To do: The records that follow must be repeated exactly as they stand.
Data records Start Marker
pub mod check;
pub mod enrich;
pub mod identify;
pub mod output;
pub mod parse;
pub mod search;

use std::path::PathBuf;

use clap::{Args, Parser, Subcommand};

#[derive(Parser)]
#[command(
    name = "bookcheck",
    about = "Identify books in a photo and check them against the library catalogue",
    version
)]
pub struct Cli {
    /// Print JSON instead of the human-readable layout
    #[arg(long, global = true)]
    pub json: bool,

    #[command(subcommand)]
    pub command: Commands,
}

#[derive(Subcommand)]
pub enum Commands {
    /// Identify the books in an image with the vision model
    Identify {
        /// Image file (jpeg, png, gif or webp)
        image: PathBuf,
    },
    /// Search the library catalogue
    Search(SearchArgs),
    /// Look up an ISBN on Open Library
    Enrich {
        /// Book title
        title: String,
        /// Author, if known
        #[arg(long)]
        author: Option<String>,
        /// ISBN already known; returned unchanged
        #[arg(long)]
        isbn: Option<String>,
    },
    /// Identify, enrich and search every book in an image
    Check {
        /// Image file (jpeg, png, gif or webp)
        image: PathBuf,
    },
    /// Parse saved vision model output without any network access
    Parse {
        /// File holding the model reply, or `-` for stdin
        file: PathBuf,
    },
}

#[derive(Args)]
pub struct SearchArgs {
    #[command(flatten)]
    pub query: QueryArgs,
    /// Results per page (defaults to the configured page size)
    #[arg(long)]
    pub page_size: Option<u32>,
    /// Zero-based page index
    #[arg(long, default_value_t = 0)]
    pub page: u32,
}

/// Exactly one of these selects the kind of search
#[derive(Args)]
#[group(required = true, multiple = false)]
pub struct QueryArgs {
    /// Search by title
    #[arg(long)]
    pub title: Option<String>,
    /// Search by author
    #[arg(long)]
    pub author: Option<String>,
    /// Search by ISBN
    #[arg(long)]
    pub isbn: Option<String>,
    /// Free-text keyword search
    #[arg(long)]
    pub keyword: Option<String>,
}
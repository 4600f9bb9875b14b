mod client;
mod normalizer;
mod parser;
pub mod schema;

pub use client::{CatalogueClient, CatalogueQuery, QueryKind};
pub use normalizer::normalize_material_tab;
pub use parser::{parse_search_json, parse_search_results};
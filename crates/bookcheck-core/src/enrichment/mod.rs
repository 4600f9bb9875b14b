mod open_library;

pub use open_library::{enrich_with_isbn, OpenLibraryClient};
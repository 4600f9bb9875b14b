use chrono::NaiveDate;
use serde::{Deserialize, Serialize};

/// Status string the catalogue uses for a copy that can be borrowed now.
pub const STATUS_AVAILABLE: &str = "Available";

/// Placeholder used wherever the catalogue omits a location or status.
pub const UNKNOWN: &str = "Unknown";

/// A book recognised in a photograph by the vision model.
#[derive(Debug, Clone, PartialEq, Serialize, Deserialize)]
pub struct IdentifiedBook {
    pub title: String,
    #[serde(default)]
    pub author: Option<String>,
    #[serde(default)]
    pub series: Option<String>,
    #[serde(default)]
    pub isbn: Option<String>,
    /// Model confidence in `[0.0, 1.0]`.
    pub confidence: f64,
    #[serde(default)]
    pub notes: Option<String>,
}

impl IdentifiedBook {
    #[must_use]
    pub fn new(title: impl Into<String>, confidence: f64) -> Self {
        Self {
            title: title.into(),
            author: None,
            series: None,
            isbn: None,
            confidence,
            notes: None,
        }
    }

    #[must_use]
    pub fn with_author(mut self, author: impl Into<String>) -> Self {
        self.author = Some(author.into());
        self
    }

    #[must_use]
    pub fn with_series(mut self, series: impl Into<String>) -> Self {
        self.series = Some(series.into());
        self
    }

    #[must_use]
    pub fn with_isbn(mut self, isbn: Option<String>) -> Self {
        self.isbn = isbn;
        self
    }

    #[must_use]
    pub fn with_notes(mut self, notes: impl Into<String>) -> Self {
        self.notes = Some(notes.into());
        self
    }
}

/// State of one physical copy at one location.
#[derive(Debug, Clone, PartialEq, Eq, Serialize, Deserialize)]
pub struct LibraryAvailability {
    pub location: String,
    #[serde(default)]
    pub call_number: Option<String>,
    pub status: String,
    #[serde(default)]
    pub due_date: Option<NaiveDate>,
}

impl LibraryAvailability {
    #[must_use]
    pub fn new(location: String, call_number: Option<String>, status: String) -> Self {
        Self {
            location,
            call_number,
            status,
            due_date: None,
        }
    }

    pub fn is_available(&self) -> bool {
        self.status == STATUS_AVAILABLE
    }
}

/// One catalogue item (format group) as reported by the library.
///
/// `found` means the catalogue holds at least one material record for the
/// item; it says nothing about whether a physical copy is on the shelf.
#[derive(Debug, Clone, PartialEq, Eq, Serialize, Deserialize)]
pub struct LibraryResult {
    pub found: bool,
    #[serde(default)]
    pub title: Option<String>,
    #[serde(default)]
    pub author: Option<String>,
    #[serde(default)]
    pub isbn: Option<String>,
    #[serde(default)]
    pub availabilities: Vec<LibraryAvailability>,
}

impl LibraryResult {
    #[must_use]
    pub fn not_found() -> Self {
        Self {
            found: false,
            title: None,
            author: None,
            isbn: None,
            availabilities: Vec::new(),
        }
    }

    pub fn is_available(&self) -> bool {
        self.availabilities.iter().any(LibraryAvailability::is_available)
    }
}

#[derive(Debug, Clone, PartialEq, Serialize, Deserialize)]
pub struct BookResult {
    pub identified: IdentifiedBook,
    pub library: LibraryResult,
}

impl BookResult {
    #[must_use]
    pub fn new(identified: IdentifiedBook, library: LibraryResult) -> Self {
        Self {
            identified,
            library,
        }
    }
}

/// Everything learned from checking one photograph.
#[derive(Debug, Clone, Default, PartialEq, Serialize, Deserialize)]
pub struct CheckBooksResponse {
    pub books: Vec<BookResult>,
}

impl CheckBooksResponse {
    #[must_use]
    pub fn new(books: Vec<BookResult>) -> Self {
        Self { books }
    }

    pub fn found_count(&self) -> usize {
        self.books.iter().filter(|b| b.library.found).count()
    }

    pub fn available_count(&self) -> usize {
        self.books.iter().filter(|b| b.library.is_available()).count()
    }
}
Data records End Marker
Answer below:
pub mod check;
pub mod enrich;
pub mod identify;
pub mod output;
pub mod parse;
pub mod search;

use std::path::PathBuf;

use clap::{Args, Parser, Subcommand};

#[derive(Parser)]
#[command(
    name = "bookcheck",
    about = "Identify books in a photo and check them against the library catalogue",
    version
)]
pub struct Cli {
    /// Print JSON instead of the human-readable layout
    #[arg(long, global = true)]
    pub json: bool,

    #[command(subcommand)]
    pub command: Commands,
}

#[derive(Subcommand)]
pub enum Commands {
    /// Identify the books in an image with the vision model
    Identify {
        /// Image file (jpeg, png, gif or webp)
        image: PathBuf,
    },
    /// Search the library catalogue
    Search(SearchArgs),
    /// Look up an ISBN on Open Library
    Enrich {
        /// Book title
        title: String,
        /// Author, if known
        #[arg(long)]
        author: Option<String>,
        /// ISBN already known; returned unchanged
        #[arg(long)]
        isbn: Option<String>,
    },
    /// Identify, enrich and search every book in an image
    Check {
        /// Image file (jpeg, png, gif or webp)
        image: PathBuf,
    },
    /// Parse saved vision model output without any network access
    Parse {
        /// File holding the model reply, or `-` for stdin
        file: PathBuf,
    },
}

#[derive(Args)]
pub struct SearchArgs {
    #[command(flatten)]
    pub query: QueryArgs,
    /// Results per page (defaults to the configured page size)
    #[arg(long)]
    pub page_size: Option<u32>,
    /// Zero-based page index
    #[arg(long, default_value_t = 0)]
    pub page: u32,
}

/// Exactly one of these selects the kind of search
#[derive(Args)]
#[group(required = true, multiple = false)]
pub struct QueryArgs {
    /// Search by title
    #[arg(long)]
    pub title: Option<String>,
    /// Search by author
    #[arg(long)]
    pub author: Option<String>,
    /// Search by ISBN
    #[arg(long)]
    pub isbn: Option<String>,
    /// Free-text keyword search
    #[arg(long)]
    pub keyword: Option<String>,
}
repository 4600f9bb9875b14b
mod client;
mod normalizer;
mod parser;
pub mod schema;

pub use client::{CatalogueClient, CatalogueQuery, QueryKind};
pub use normalizer::normalize_material_tab;
pub use parser::{parse_search_json, parse_search_results};
filename crates/bookcheck-core/src/enrichment/mod.rs
repository 4600f9bb9875b14b
mod open_library;

pub use open_library::{enrich_with_isbn, OpenLibraryClient};
repository 4600f9bb9875b14b
use chrono::NaiveDate;
use serde::{Deserialize, Serialize};

/// Status string the catalogue uses for a copy that can be borrowed now.
pub const STATUS_AVAILABLE: &str = "Available";

/// Placeholder used wherever the catalogue omits a location or status.
pub const UNKNOWN: &str = "Unknown";

/// A book recognised in a photograph by the vision model.
#[derive(Debug, Clone, PartialEq, Serialize, Deserialize)]
pub struct IdentifiedBook {
    pub title: String,
    #[serde(default)]
    pub author: Option<String>,
    #[serde(default)]
    pub series: Option<String>,
    #[serde(default)]
    pub isbn: Option<String>,
    /// Model confidence in `[0.0, 1.0]`.
    pub confidence: f64,
    #[serde(default)]
    pub notes: Option<String>,
}

impl IdentifiedBook {
    #[must_use]
    pub fn new(title: impl Into<String>, confidence: f64) -> Self {
        Self {
            title: title.into(),
            author: None,
            series: None,
            isbn: None,
            confidence,
            notes: None,
        }
    }

    #[must_use]
    pub fn with_author(mut self, author: impl Into<String>) -> Self {
        self.author = Some(author.into());
        self
    }

    #[must_use]
    pub fn with_series(mut self, series: impl Into<String>) -> Self {
        self.series = Some(series.into());
        self
    }

    #[must_use]
    pub fn with_isbn(mut self, isbn: Option<String>) -> Self {
        self.isbn = isbn;
        self
    }

    #[must_use]
    pub fn with_notes(mut self, notes: impl Into<String>) -> Self {
        self.notes = Some(notes.into());
        self
    }
}

/// State of one physical copy at one location.
#[derive(Debug, Clone, PartialEq, Eq, Serialize, Deserialize)]
pub struct LibraryAvailability {
    pub location: String,
    #[serde(default)]
    pub call_number: Option<String>,
    pub status: String,
    #[serde(default)]
    pub due_date: Option<NaiveDate>,
}

impl LibraryAvailability {
    #[must_use]
    pub fn new(location: String, call_number: Option<String>, status: String) -> Self {
        Self {
            location,
            call_number,
            status,
            due_date: None,
        }
    }

    pub fn is_available(&self) -> bool {
        self.status == STATUS_AVAILABLE
    }
}

/// One catalogue item (format group) as reported by the library.
///
/// `found` means the catalogue holds at least one material record for the
/// item; it says nothing about whether a physical copy is on the shelf.
#[derive(Debug, Clone, PartialEq, Eq, Serialize, Deserialize)]
pub struct LibraryResult {
    pub found: bool,
    #[serde(default)]
    pub title: Option<String>,
    #[serde(default)]
    pub author: Option<String>,
    #[serde(default)]
    pub isbn: Option<String>,
    #[serde(default)]
    pub availabilities: Vec<LibraryAvailability>,
}

impl LibraryResult {
    #[must_use]
    pub fn not_found() -> Self {
        Self {
            found: false,
            title: None,
            author: None,
            isbn: None,
            availabilities: Vec::new(),
        }
    }

    pub fn is_available(&self) -> bool {
        self.availabilities.iter().any(LibraryAvailability::is_available)
    }
}

#[derive(Debug, Clone, PartialEq, Serialize, Deserialize)]
pub struct BookResult {
    pub identified: IdentifiedBook,
    pub library: LibraryResult,
}

impl BookResult {
    #[must_use]
    pub fn new(identified: IdentifiedBook, library: LibraryResult) -> Self {
        Self {
            identified,
            library,
        }
    }
}

/// Everything learned from checking one photograph.
#[derive(Debug, Clone, Default, PartialEq, Serialize, Deserialize)]
pub struct CheckBooksResponse {
    pub books: Vec<BookResult>,
}

impl CheckBooksResponse {
    #[must_use]
    pub fn new(books: Vec<BookResult>) -> Self {
        Self { books }
    }

    pub fn found_count(&self) -> usize {
        self.books.iter().filter(|b| b.library.found).count()
    }

    pub fn available_count(&self) -> usize {
        self.books.iter().filter(|b| b.library.is_available()).count()
    }
}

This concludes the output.